What to work on:
Scan each line of the records for the word "candidate" and extract the ones that have it.

Collected data entries
┏━━

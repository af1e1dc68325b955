//! Configuration constants.
//!
//! This module defines the defaults used throughout the application: probe
//! selection radius and budget, measurement batching, acceptance thresholds,
//! collaborator endpoints and retry parameters.

use std::time::Duration;

// Vantage point selection
/// Radius in kilometers around a candidate location within which probes are considered
pub const DEFAULT_RADIUS_KM: f64 = 40.0;
/// Number of probes selected per candidate location (excluding probes in the target ASN)
pub const DEFAULT_PROBES_PER_LOCATION: usize = 10;

// Measurement batching
/// Maximum number of probes submitted in one measurement request.
/// RIPE Atlas rejects probe lists whose comma-joined value exceeds 8192 characters,
/// 100 ids stay well below that limit.
pub const DEFAULT_CHUNK_SIZE: usize = 100;
/// Number of ping packets sent by every probe
pub const DEFAULT_PACKETS: u32 = 3;
/// A running minimum RTT below this value (ms) stops further batches for the target
pub const DEFAULT_SHORT_CIRCUIT_MS: f64 = 2.0;

// Inference
/// Minimum RTT (ms) must be strictly below this value for a location to be accepted
pub const DEFAULT_ACCEPT_THRESHOLD_MS: f64 = 10.0;

// Measurement polling
/// Delay between two status checks of a running measurement
pub const DEFAULT_POLL_INTERVAL: Duration = Duration::from_secs(60);
/// Number of status checks before partial results are collected anyway
pub const DEFAULT_MAX_POLLS: u32 = 4;
/// Description attached to every measurement created by this tool
pub const MEASUREMENT_DESCRIPTION: &str = "Presence-informed RTT geolocation";

// Network operation timeouts
/// Per-request HTTP timeout in seconds
pub const HTTP_TIMEOUT_SECS: u64 = 30;

// Retry strategy
/// Initial delay in milliseconds before first retry
pub const RETRY_INITIAL_DELAY_MS: u64 = 500;
/// Factor by which retry delay is multiplied on each attempt
pub const RETRY_FACTOR: u64 = 2;
/// Maximum delay between retries in seconds
pub const RETRY_MAX_DELAY_SECS: u64 = 15;
/// Maximum number of retries after the initial attempt
pub const RETRY_MAX_ATTEMPTS: usize = 3;

// Collaborator endpoints
/// RIPE Atlas REST API root
pub const ATLAS_API_BASE: &str = "https://atlas.ripe.net";
/// PeeringDB REST API root
pub const PEERINGDB_API_BASE: &str = "https://www.peeringdb.com/api";
/// Google Maps Geocoding API endpoint
pub const GOOGLE_GEOCODE_API_BASE: &str = "https://maps.googleapis.com/maps/api/geocode/json";

/// Environment variable holding the RIPE Atlas API key
pub const ATLAS_API_KEY_ENV: &str = "ATLAS_API_KEY";
/// Environment variable holding the Google Maps API key
pub const GOOGLE_MAPS_API_KEY_ENV: &str = "GOOGLE_MAPS_API_KEY";

// On-disk caches
/// Default directory for geocoding append logs
pub const DEFAULT_CACHE_DIR: &str = ".geocode_cache";
/// Forward geocoding log (location key -> coordinates)
pub const FORWARD_CACHE_FILE: &str = "location_coordinates.tsv";
/// Reverse geocoding log (coordinates -> locality)
pub const REVERSE_CACHE_FILE: &str = "coordinates_locations.tsv";

// Output
/// Default output path
pub const DEFAULT_OUTPUT: &str = "./geolocation.tsv";
/// Placeholder written for fields without a value
pub const MISSING_FIELD: &str = "-";
/// Header line written to new output files
pub const OUTPUT_HEADER: &str = "# ip\tasn\tcity\tadmin_area\tcountry\tlat\tlon\tmin_rtt\tnearest_facility_city\tunix_timestamp\tiso_datetime";

// HTTP status codes (for clarity and consistency)
/// Too Many Requests, retried with backoff
pub const HTTP_STATUS_TOO_MANY_REQUESTS: u16 = 429;
/// Unauthorized, the API key was refused
pub const HTTP_STATUS_UNAUTHORIZED: u16 = 401;
/// Forbidden, the API key lacks the permission
pub const HTTP_STATUS_FORBIDDEN: u16 = 403;
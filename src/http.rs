//! JSON over HTTP for the collaborator clients.

use log::debug;
use reqwest::RequestBuilder;
use serde::de::DeserializeOwned;
use tokio_retry::RetryIf;

use crate::error_handling::{categorize_status, get_retry_strategy, CollaboratorError};

/// Sends a request and decodes a JSON response body.
///
/// Non-success statuses are mapped through [`categorize_status`], undecodable
/// bodies become [`CollaboratorError::Malformed`].
pub async fn send_json<T: DeserializeOwned>(
    request: RequestBuilder,
    service: &'static str,
) -> Result<T, CollaboratorError> {
    let response = request
        .send()
        .await
        .map_err(|source| CollaboratorError::Http { service, source })?;
    let status = response.status();
    let body = response
        .text()
        .await
        .map_err(|source| CollaboratorError::Http { service, source })?;

    if !status.is_success() {
        return Err(categorize_status(service, status.as_u16(), &body));
    }

    serde_json::from_str(&body).map_err(|e| CollaboratorError::Malformed {
        service,
        detail: e.to_string(),
    })
}

/// GETs `url` and decodes the JSON body, retrying transient failures.
///
/// Only errors for which [`CollaboratorError::is_retriable`] holds are
/// retried, following [`get_retry_strategy`].
pub async fn get_json<T: DeserializeOwned>(
    client: &reqwest::Client,
    service: &'static str,
    url: &str,
    query: &[(&str, String)],
) -> Result<T, CollaboratorError> {
    debug!("GET {} {:?}", url, query);
    RetryIf::spawn(
        get_retry_strategy(),
        || send_json(client.get(url).query(query), service),
        CollaboratorError::is_retriable,
    )
    .await
}
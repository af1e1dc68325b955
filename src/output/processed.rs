//! Reading back an existing output file.

use std::collections::HashSet;
use std::fs::File;
use std::io::{BufRead, BufReader};
use std::net::IpAddr;
use std::path::Path;

use log::{debug, warn};

use crate::error_handling::ConfigError;

/// Addresses already present in the output file at `path`.
///
/// Takes the first column of every line that is not a `#` comment. A
/// missing file means nothing was processed yet.
pub fn read_processed_ips(path: &Path) -> Result<HashSet<IpAddr>, ConfigError> {
    if !path.exists() {
        return Ok(HashSet::new());
    }
    let file = File::open(path).map_err(|source| ConfigError::Unreadable {
        path: path.to_path_buf(),
        source,
    })?;

    let mut processed = HashSet::new();
    for (index, line) in BufReader::new(file).lines().enumerate() {
        let line = line.map_err(|source| ConfigError::Unreadable {
            path: path.to_path_buf(),
            source,
        })?;
        if line.starts_with('#') || line.trim().is_empty() {
            continue;
        }
        let first = line.split('\t').next().unwrap_or_default().trim();
        match first.parse::<IpAddr>() {
            Ok(ip) => {
                processed.insert(ip);
            }
            Err(_) => warn!(
                "Ignoring line {} of {}: `{}` is not an IP address",
                index + 1,
                path.display(),
                first
            ),
        }
    }
    debug!(
        "{} addresses already processed in {}",
        processed.len(),
        path.display()
    );
    Ok(processed)
}

/// Checks that results can be appended at `path`.
///
/// The parent directory must exist and be writable, and an existing file
/// must not be read-only.
pub fn ensure_output_writable(path: &Path) -> Result<(), ConfigError> {
    let not_writable = || ConfigError::OutputNotWritable(path.to_path_buf());

    let parent = match path.parent() {
        Some(p) if !p.as_os_str().is_empty() => p,
        _ => Path::new("."),
    };
    let dir = std::fs::metadata(parent).map_err(|_| not_writable())?;
    if !dir.is_dir() || dir.permissions().readonly() {
        return Err(not_writable());
    }
    if let Ok(existing) = std::fs::metadata(path) {
        if existing.is_dir() || existing.permissions().readonly() {
            return Err(not_writable());
        }
    }
    Ok(())
}

#[cfg(test)]
mod tests {
    use super::*;
    use std::io::Write;

    #[test]
    fn test_read_processed_ips_skips_comments() {
        let mut file = tempfile::NamedTempFile::new().unwrap();
        writeln!(file, "# ip\tasn\tcity").unwrap();
        writeln!(file, "8.8.8.8\t15169\t-").unwrap();
        writeln!(file, "2001:db8::1\t64500\t-").unwrap();
        writeln!(file, "garbage").unwrap();
        writeln!(file).unwrap();

        let processed = read_processed_ips(file.path()).unwrap();
        assert_eq!(processed.len(), 2);
        assert!(processed.contains(&"8.8.8.8".parse().unwrap()));
        assert!(processed.contains(&"2001:db8::1".parse().unwrap()));
    }

    #[test]
    fn test_read_processed_ips_missing_file() {
        let processed = read_processed_ips(Path::new("/nonexistent/out.tsv")).unwrap();
        assert!(processed.is_empty());
    }

    #[test]
    fn test_output_in_missing_directory_is_not_writable() {
        let result = ensure_output_writable(Path::new("/nonexistent/dir/out.tsv"));
        assert!(matches!(result, Err(ConfigError::OutputNotWritable(_))));
    }

    #[test]
    fn test_output_in_temp_dir_is_writable() {
        let dir = tempfile::tempdir().unwrap();
        assert!(ensure_output_writable(&dir.path().join("out.tsv")).is_ok());
    }
}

┗━━

Response to this task:
/// Radius in kilometers around a candidate location within which probes are considered
/// Number of probes selected per candidate location (excluding probes in the target ASN)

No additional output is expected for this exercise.